On the road to completing this mission, they come across a multitude of crazy characters, which include a guru and his wrestlers, a bunch of smart-ass kids, a raging Chief Minister (Kiran Juneja), a Scheming Businessman (Anupam Kher), the Leader of the Villagers (Yashpal Sharma (actor), an angry aunt (Neena Kulkarni), a college-going athlete (Udit Khurana), and a photographer girlfriend (Tena Desae) who wants to move on with her life while dealing with a boss who wants them to break his opponents legs and make mobile videos of it for evidence!

==Cast==
- Parvin Dabas .... Rajbir
- Vansh Bhardwaj .... Sexy
- Ashish Nayyar as Mr. Ambani
- Kuldeep Ruhil .... Doctor
- Sharat Saxena .... Fauji
- Kiran Juneja .... Chief Minister
- Yashpal Sharma .... Malik
- Anupam Kher .... Agarwal
- Neena Kulkarni .... Tai
- Tena Desae .... Neha Sharma
- Vipin Sharma .... Rawat
- Udit Khurana .... Hitu Gulati
- Preeti Jhangiani .... Shalini Mehta

==Production==
This movie has a couple of scenes which, were shot in Hansraj College, where Parvin Dabbas (the director) and the new actor, Udit Khurana have studied. The Director also had a special screening of the film at Hans Raj College.

== Reception ==

=== Critical response ===
The film has received mostly positive reviews. Daily Bhaskar gave it 3 stars. Aniruddha Guha from DNA gave it 3 stars saying that it is like a pocket dynamite. Movie talkies also gave 3 stars to the movie appreciating the efforts of actor turned director Parvin Dabas. nikhat kazmi from the times of India gave it three stars saying it was a serious and sensible debut from director parvin dabas.moviezadda.com gave it four stars and supergoodmovies gave it three and a half stars.sify.com called it 'relevant and great fun'. DNA after hrs gave it three stars with a 'sahi hain yeh bande'.critic subash k jha called it 'unique cinema' and the Mumbai Mirror's Karan Anshuman called it 'engaging cinema with soul' and gave it three stars.
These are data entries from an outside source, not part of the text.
use actix_web::{HttpResponse, Responder, get, web};
use serde::Serialize;
use tracing::error;

use crate::api::job::JobService;

/// Health check response
#[derive(Serialize)]
struct HealthResponse {
    status: &'static str,
    database: &'static str,
    #[serde(skip_serializing_if = "Option::is_none")]
    error: Option<String>,
}

/// Ping the job store and report `up` or `down` status labels
async fn probe(service: &JobService, up: &'static str, down: &'static str) -> HttpResponse {
    match service.ping().await {
        Ok(()) => HttpResponse::Ok().json(HealthResponse {
            status: up,
            database: "connected",
            error: None,
        }),
        Err(e) => {
            error!("{} check failed: {}", up, e);
            HttpResponse::ServiceUnavailable().json(HealthResponse {
                status: down,
                database: "disconnected",
                error: Some(format!("Database unavailable: {}", e)),
            })
        }
    }
}

/// General health check including database connectivity.
#[get("/health")]
async fn health_check(service: web::Data<JobService>) -> impl Responder {
    probe(&service, "healthy", "unhealthy").await
}

/// Readiness check, 503 while the database is unreachable.
#[get("/ready")]
async fn readiness_check(service: web::Data<JobService>) -> impl Responder {
    probe(&service, "ready", "not_ready").await
}

/// Liveness check. Does not check dependencies.
#[get("/live")]
async fn liveness_check() -> impl Responder {
    HttpResponse::Ok().json(HealthResponse {
        status: "alive",
        database: "not_checked",
        error: None,
    })
}

pub fn health_config(config: &mut web::ServiceConfig) {
    config
        .service(health_check)
        .service(readiness_check)
        .service(liveness_check);
}
use actix_web::{App, HttpServer, web};
use clap::Parser;
use std::sync::Arc;
use tracing::{info, Subscriber};
use tracing_subscriber::{layer::SubscriberExt, registry::LookupSpan, util::SubscriberInitExt, Layer, filter::LevelFilter};
mod api;
use crate::api::{
    health::health_config,
    job::{handlers::job_config, JobService},
    validation,
};
mod cli;
mod config;
mod db;
mod shutdown;
use crate::cli::{Cli, Command};
use crate::db::job_repository::JobRepository;
use crate::shutdown::ShutdownCoordinator;

/// Daily rotating, uncolored log file for one level
fn file_layer<S>(log_dir: &str, name: &str, level: LevelFilter) -> impl Layer<S>
where
    S: Subscriber + for<'a> LookupSpan<'a>,
{
    tracing_subscriber::fmt::layer()
        .with_writer(tracing_appender::rolling::daily(log_dir, name))
        .with_ansi(false)
        .with_filter(level)
}

/// Console output plus daily rotating files per level:
/// logs/info.log.2024-12-22, logs/error.log.2024-12-22, ...
fn init_tracing(log_dir: &str) {
    let env_filter = tracing_subscriber::EnvFilter::try_from_default_env()
        .unwrap_or_else(|_| "info".into());

    let console_layer = tracing_subscriber::fmt::layer()
        .with_writer(std::io::stdout)
        .with_ansi(true);

    tracing_subscriber::registry()
        .with(env_filter)
        .with(console_layer)
        .with(file_layer(log_dir, "info.log", LevelFilter::INFO))
        .with(file_layer(log_dir, "warn.log", LevelFilter::WARN))
        .with(file_layer(log_dir, "error.log", LevelFilter::ERROR))
        .with(file_layer(log_dir, "debug.log", LevelFilter::DEBUG))
        .init();
}

#[actix_web::main]
async fn main() -> std::io::Result<()> {
    let cli = Cli::parse();

    let config::Config {
        database_url,
        max_payload_size,
        max_db_connections,
        log_dir,
        host,
        port,
    } = config::Config::from_env()
        .expect("Failed to load configuration");

    std::fs::create_dir_all(&log_dir)
        .expect("Failed to create logs directory");
    init_tracing(&log_dir);

    let pool = db::connection::get_connection(&database_url, max_db_connections).await
        .expect("Failed to connect to database");

    info!("Starting jobs-api");
    info!("Configuration loaded successfully:");
    info!("  - Max payload size: {} bytes", max_payload_size);
    info!("  - Max database connections: {}", max_db_connections);
    info!("Database connection pool established");

    db::migrations::run_migrations(&pool).await
        .expect("Failed to run database migrations");

    if *cli.command() == Command::Migrate {
        pool.close().await;
        return Ok(());
    }

    let job_service = web::Data::new(JobService::new(Arc::new(JobRepository::new(pool.clone()))));

    let server = HttpServer::new(move || {
        let payload_config = web::PayloadConfig::default()
            .limit(max_payload_size);

        App::new()
            .app_data(job_service.clone())
            .app_data(payload_config)
            .app_data(validation::json_config())
            .app_data(validation::query_config())
            .configure(health_config)
            .configure(job_config)
    });

    info!("Server starting on http://{}:{}", host, port);

    let server = server
        .bind((host.as_str(), port))?
        .run();

    let server_handle = server.handle();
    let server_task = tokio::spawn(server);

    let coordinator = ShutdownCoordinator::new(server_handle, server_task, pool);
    coordinator.wait_for_shutdown().await
}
There were also some negative reviews. Shaikh Ayaz of rediff.com was highly critical of the film, saying that it turns a serious issue into a high school joke within minutes. koimoi.com also gave it a negative review though they did state 'watch it because it is an honest attempt'.

wogma.com states that the average of 19 reviews is 3.4/5, with 9 yays, 2 nays and 8 so-so.

The theatrical run of SDGB was hugely affected by the anti-corruption dharna by Anna Hazare who was released from jail the same day as the film's release, aug19th.quite a few publications noted that that week's movie releases were hampered by the mood of the country when people were not in the mood to go to the theatres but were rather engaged in or following the anti-corruption movement as it unfolded.

==Awards==

The movie was awarded a Bronze Palm in The Feature Film Category in the 2011 Mexico International Film Festival. It also received a Silver Remi Award For First Feature Film for director Parvin dabas at the Worldfest Houston 2011 (Houston International Film Festival). It was selected for the Indian Panorama section of the International Film Festival of India 2011, held in Goa from 23 November to 3 December.